The Company is in the process of converting its New York, North Carolina and Massachusetts factories from manufacturing ties, shirts and suits to now making masks and gowns. Brooks Brothers plans to use these facilities to produce up to 150,000 masks per day on an ongoing basis, to help increase access to protective gear for health care workers and others battling the spread of COVID-19 at the nation’s hospitals and other facilities. The company will also be producing gowns.

Brooks is not what it once was, to put it kindly. The J. Press customer is still Old Money or Recently Rich and Eager to Look Like Old money. So, J. Press: make face masks. In your signature style. And offer them in your daily mails and sell them on your web site. For more than $5. All proceeds to charity. Not possible to do this in your empty work rooms? Ask your customers, also suddenly idle, to pitch in. Do more than give a % of sales to charity. Inspire your clientele. Burnish the brand. Step up.

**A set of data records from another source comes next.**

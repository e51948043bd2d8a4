use std::time::Duration;

use async_trait::async_trait;
use serde_json::Value;
use tokio::sync::{broadcast, mpsc};

use folio_common::Payload;

use super::Section;
use crate::collection::EditSession;
use crate::errors::SectionError;
use crate::staleness::{Freshness, Invalidation, Trigger, WatchSummary, watch};

/// A section with its payload type erased, so sections of different
/// payloads can live in one registry and be served over JSON.
#[async_trait]
pub trait SectionService: Send + Sync {
    fn slug(&self) -> &'static str;

    fn flag_name(&self) -> &str;

    /// Display view, shaped for the section.
    async fn view_json(&self) -> Result<Value, SectionError>;

    /// Full stored envelope.
    async fn raw_json(&self) -> Result<Value, SectionError>;

    /// A fresh dashboard snapshot: session plus rendered fields.
    async fn dashboard_json(&self) -> Result<Value, SectionError>;

    /// Commit an edit session received as JSON. Returns the stored list.
    async fn commit_json(&self, session: Value) -> Result<Value, SectionError>;

    fn consume(&self) -> Freshness;

    /// Run a display for this section until `triggers` closes, pushing the
    /// shaped view to `updates` on the initial load and every reload.
    async fn run_display(
        &self,
        poll_interval: Duration,
        bus: broadcast::Receiver<Invalidation>,
        triggers: mpsc::Receiver<Trigger>,
        updates: mpsc::Sender<Value>,
    ) -> WatchSummary;
}

#[async_trait]
impl<P: Payload> SectionService for Section<P> {
    fn slug(&self) -> &'static str {
        Section::slug(self)
    }

    fn flag_name(&self) -> &str {
        self.channel().name()
    }

    async fn view_json(&self) -> Result<Value, SectionError> {
        let records = self.view().await?;
        self.shape(records)
    }

    async fn raw_json(&self) -> Result<Value, SectionError> {
        Ok(serde_json::to_value(self.raw().await?)?)
    }

    async fn dashboard_json(&self) -> Result<Value, SectionError> {
        let dashboard = self.open_dashboard().await?;
        Ok(serde_json::to_value(dashboard.snapshot())?)
    }

    async fn commit_json(&self, session: Value) -> Result<Value, SectionError> {
        let session: EditSession<P> =
            serde_json::from_value(session).map_err(|e| SectionError::InvalidSession(e.to_string()))?;
        let fields = self.commit_against_store(&session).await?;
        Ok(serde_json::to_value(fields)?)
    }

    fn consume(&self) -> Freshness {
        Section::consume(self)
    }

    async fn run_display(
        &self,
        poll_interval: Duration,
        bus: broadcast::Receiver<Invalidation>,
        triggers: mpsc::Receiver<Trigger>,
        updates: mpsc::Sender<Value>,
    ) -> WatchSummary {
        let mut display = self.display().with_updates(updates);
        display.load().await;
        watch(&mut display, poll_interval, bus, triggers).await
    }
}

I want to contact Richard Press or Paul Press or any J. Press executive. Can’t find their email addresses. If you know them, please let me know: HeadButlerNYC@AOL.com

LATE NIGHT
Bach Suite for Solo Cello No. 5 in C Minor, BWV 1011, played by Steven Isserlis.
In the program notes, he writes:
I find it impossible not to think of the story of the Crucifixion in connection with the fifth suite. This is the most darkly dramatic of the six suites — and the closest in spirit to Bach’s two monumental settings of the Passion story. The arresting narrative of the opening leads to the only fugue within the suites (albeit only an implied fugue, since there is never more than one voice heard at any time), the whole Prelude ending with a powerful “tierce de Picardie” — a concluding transformation from minor to major mode — which feels like a statement of faith. The tragic atmosphere of the suite reaches its emotional peak in the desolate loneliness of the famous Sarabande. What an extraordinary movement this is: no discernible melody as such, no particular rhythmic interest, no obvious dynamic changes, no chords — and yet, one of the most powerful pieces of music ever composed.